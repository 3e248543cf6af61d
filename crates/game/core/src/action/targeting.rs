//! Who and where an action may target.

/// Relation between the acting squaddie and a potential target.
#[derive(Clone, Copy, Debug, PartialEq, Eq, Hash, strum::Display)]
#[cfg_attr(feature = "serde", derive(serde::Serialize, serde::Deserialize))]
pub enum TargetRelation {
    /// The actor itself.
    Myself,
    /// Someone friendly to the actor.
    Ally,
    /// Someone hostile to the actor.
    Foe,
}

/// Which relations an effect may be aimed at.
///
/// Every flag defaults to `false`; [`crate::ActionEffectTemplate::sanitize`]
/// guarantees at least one is set.
#[derive(Clone, Copy, Debug, Default, PartialEq, Eq, Hash)]
#[cfg_attr(feature = "serde", derive(serde::Serialize, serde::Deserialize))]
#[cfg_attr(feature = "serde", serde(default))]
pub struct TargetAffiliations {
    pub target_self: bool,
    pub target_ally: bool,
    pub target_foe: bool,
}

impl TargetAffiliations {
    pub const SELF_ONLY: Self = Self {
        target_self: true,
        target_ally: false,
        target_foe: false,
    };
    pub const FOE: Self = Self {
        target_self: false,
        target_ally: false,
        target_foe: true,
    };
    pub const FRIENDLY: Self = Self {
        target_self: true,
        target_ally: true,
        target_foe: false,
    };

    pub fn allows(&self, relation: TargetRelation) -> bool {
        match relation {
            TargetRelation::Myself => self.target_self,
            TargetRelation::Ally => self.target_ally,
            TargetRelation::Foe => self.target_foe,
        }
    }

    pub fn any(&self) -> bool {
        self.target_self || self.target_ally || self.target_foe
    }

    pub fn is_self_only(&self) -> bool {
        self.target_self && !self.target_ally && !self.target_foe
    }

    /// Combines the permissions of several effects.
    pub fn union(self, other: Self) -> Self {
        Self {
            target_self: self.target_self || other.target_self,
            target_ally: self.target_ally || other.target_ally,
            target_foe: self.target_foe || other.target_foe,
        }
    }
}

/// Inclusive distance band (in hex steps) an action reaches.
#[derive(Clone, Copy, Debug, PartialEq, Eq, Hash)]
#[cfg_attr(feature = "serde", derive(serde::Serialize, serde::Deserialize))]
pub struct ActionRange {
    pub min: u32,
    pub max: u32,
}

impl ActionRange {
    pub const SELF: Self = Self { min: 0, max: 0 };
    pub const MELEE: Self = Self { min: 1, max: 1 };

    pub const fn new(min: u32, max: u32) -> Self {
        Self { min, max }
    }

    pub fn contains(&self, distance: u32) -> bool {
        (self.min..=self.max).contains(&distance)
    }
}

impl Default for ActionRange {
    fn default() -> Self {
        Self::MELEE
    }
}

/// How the range spreads out from the actor.
#[derive(Clone, Copy, Debug, Default, PartialEq, Eq, Hash)]
#[cfg_attr(feature = "serde", derive(serde::Serialize, serde::Deserialize))]
pub enum TargetingShape {
    /// Any tile within range.
    #[default]
    Snake,
    /// Only tiles along one of the six hex axes.
    Line,
}
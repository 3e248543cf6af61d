use std::collections::VecDeque;

use super::BattleAction;

/// Two FIFO queues of battle actions: waiting to animate and animated.
///
/// Only the head of the ready queue is ever handed out mutably, and only
/// [`battle_action_finished_animating`](Self::battle_action_finished_animating)
/// moves actions between the queues.
#[derive(Clone, Debug, Default, PartialEq, Eq)]
pub struct BattleActionRecorder {
    ready_to_animate: VecDeque<BattleAction>,
    already_animated: Vec<BattleAction>,
}

impl BattleActionRecorder {
    pub fn new() -> Self {
        Self::default()
    }

    pub fn add_ready_to_animate_battle_action(&mut self, action: BattleAction) {
        self.ready_to_animate.push_back(action);
    }

    pub fn peek_at_animation_queue(&self) -> Option<&BattleAction> {
        self.ready_to_animate.front()
    }

    /// The action currently in flight, for lazy resolution.
    pub fn animation_queue_head_mut(&mut self) -> Option<&mut BattleAction> {
        self.ready_to_animate.front_mut()
    }

    /// Retires the head of the ready queue, returning it.
    pub fn battle_action_finished_animating(&mut self) -> Option<&BattleAction> {
        let mut action = self.ready_to_animate.pop_front()?;
        action.animation.completed = true;
        self.already_animated.push(action);
        self.already_animated.last()
    }

    pub fn is_animation_queue_empty(&self) -> bool {
        self.ready_to_animate.is_empty()
    }

    pub fn is_already_animated_queue_empty(&self) -> bool {
        self.already_animated.is_empty()
    }

    pub fn already_animated(&self) -> &[BattleAction] {
        &self.already_animated
    }

    pub fn ready_to_animate_len(&self) -> usize {
        self.ready_to_animate.len()
    }
}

◆ **YOUR GOAL**
Copy out the range of lines above starting at the line with "impl Default for" and ending at the line with "between the queues.", exactly and including both.

◆ **OUTPUT**
impl Default for ActionRange {
    fn default() -> Self {
        Self::MELEE
    }
}

/// How the range spreads out from the actor.
#[derive(Clone, Copy, Debug, Default, PartialEq, Eq, Hash)]
#[cfg_attr(feature = "serde", derive(serde::Serialize, serde::Deserialize))]
pub enum TargetingShape {
    /// Any tile within range.
    #[default]
    Snake,
    /// Only tiles along one of the six hex axes.
    Line,
}
repository 3e248543cf6af61d
use std::collections::VecDeque;

use super::BattleAction;

/// Two FIFO queues of battle actions: waiting to animate and animated.
///
/// Only the head of the ready queue is ever handed out mutably, and only
/// [`battle_action_finished_animating`](Self::battle_action_finished_animating)
/// moves actions between the queues.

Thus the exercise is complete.